▸ Problem description: Lines from the entries below that hold "loader" form the answer; copy all of them.

▸ Extracted records:
//! Commands understood by the ROM loader
//!
//! Reading and burning eFuses only ever needs the register access commands, so
//! this is the small subset of the loader protocol required for that.

use std::{io::Write, time::Duration};

use bytemuck::{bytes_of, Pod, Zeroable};
use strum::Display;

const DEFAULT_TIMEOUT: Duration = Duration::from_secs(3);
const SYNC_TIMEOUT: Duration = Duration::from_millis(100);

/// Payload of the SYNC command: two magic words followed by 32 bytes of `0x55`
const SYNC_FRAME: [u8; 36] = {
    let mut frame = [0x55; 36];
    frame[0] = 0x07;
    frame[1] = 0x07;
    frame[2] = 0x12;
    frame[3] = 0x20;
    frame
};

/// Types of commands that can be sent to a target device
#[derive(Copy, Clone, Debug, Display, PartialEq, Eq)]
#[non_exhaustive]
#[repr(u8)]
pub enum CommandType {
    Unknown = 0,
    Sync = 0x08,
    WriteReg = 0x09,
    ReadReg = 0x0a,
}

impl CommandType {
    /// Return the default timeout for the [CommandType]
    pub fn timeout(&self) -> Duration {
        match self {
            CommandType::Sync => SYNC_TIMEOUT,
            _ => DEFAULT_TIMEOUT,
        }
    }
}

/// Available commands
#[derive(Copy, Clone, Debug, PartialEq, Eq)]
#[non_exhaustive]
pub enum Command {
    /// Synchronize with the ROM loader
    Sync,
    /// Write a 32-bit memory mapped register, optionally masked
    WriteReg {
        address: u32,
        value: u32,
        mask: Option<u32>,
    },
    /// Read a 32-bit memory mapped register
    ReadReg { address: u32 },
}

impl Command {
    /// Return the type of the command
    pub fn command_type(&self) -> CommandType {
        match self {
            Command::Sync => CommandType::Sync,
            Command::WriteReg { .. } => CommandType::WriteReg,
            Command::ReadReg { .. } => CommandType::ReadReg,
        }
    }

    /// Return the timeout of the command
    pub fn timeout(&self) -> Duration {
        self.command_type().timeout()
    }

    /// Write the request packet (without SLIP framing) to `writer`
    pub fn write<W: Write>(&self, mut writer: W) -> std::io::Result<()> {
        writer.write_all(&[0, self.command_type() as u8])?;

        match *self {
            Command::Sync => {
                write_basic(writer, &SYNC_FRAME, 0)?;
            }
            Command::WriteReg {
                address,
                value,
                mask,
            } => {
                #[derive(Zeroable, Pod, Copy, Clone, Debug)]
                #[repr(C)]
                struct WriteRegParams {
                    addr: u32,
                    value: u32,
                    mask: u32,
                    delay_us: u32,
                }

                let params = WriteRegParams {
                    addr: address,
                    value,
                    mask: mask.unwrap_or(0xFFFF_FFFF),
                    delay_us: 0,
                };

                write_basic(writer, bytes_of(&params), 0)?;
            }
            Command::ReadReg { address } => {
                write_basic(writer, &address.to_le_bytes(), 0)?;
            }
        }

        Ok(())
    }
}

fn write_basic<W: Write>(mut writer: W, data: &[u8], checksum: u32) -> std::io::Result<()> {
    writer.write_all(&((data.len() as u16).to_le_bytes()))?;
    writer.write_all(&(checksum.to_le_bytes()))?;
    writer.write_all(data)?;

    Ok(())
}

#[cfg(test)]
mod tests {
    use super::*;

    fn encode(command: Command) -> Vec<u8> {
        let mut buffer = Vec::new();
        command.write(&mut buffer).unwrap();
        buffer
    }

    #[test]
    fn read_reg_packet_layout() {
        let packet = encode(Command::ReadReg {
            address: 0x4000_1000,
        });

        assert_eq!(packet, [0, 0x0a, 4, 0, 0, 0, 0, 0, 0x00, 0x10, 0x00, 0x40]);
    }

    #[test]
    fn write_reg_defaults_to_full_mask() {
        let packet = encode(Command::WriteReg {
            address: 0x3FF5_A0FC,
            value: 0x5A5A,
            mask: None,
        });

        assert_eq!(&packet[..4], &[0, 0x09, 16, 0]);
        assert_eq!(&packet[8..12], &0x3FF5_A0FCu32.to_le_bytes());
        assert_eq!(&packet[12..16], &0x5A5Au32.to_le_bytes());
        assert_eq!(&packet[16..20], &[0xFF; 4]);
        assert_eq!(&packet[20..24], &[0; 4]);
    }

    #[test]
    fn sync_packet_carries_magic_preamble() {
        let packet = encode(Command::Sync);

        assert_eq!(packet.len(), 8 + 36);
        assert_eq!(&packet[8..12], &[0x07, 0x07, 0x12, 0x20]);
        assert!(packet[12..].iter().all(|b| *b == 0x55));
    }

    #[test]
    fn sync_uses_short_timeout() {
        assert!(Command::Sync.timeout() < Command::ReadReg { address: 0 }.timeout());
    }
}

▸ Your response:
//! Commands understood by the ROM loader
//! this is the small subset of the loader protocol required for that.
    /// Synchronize with the ROM loader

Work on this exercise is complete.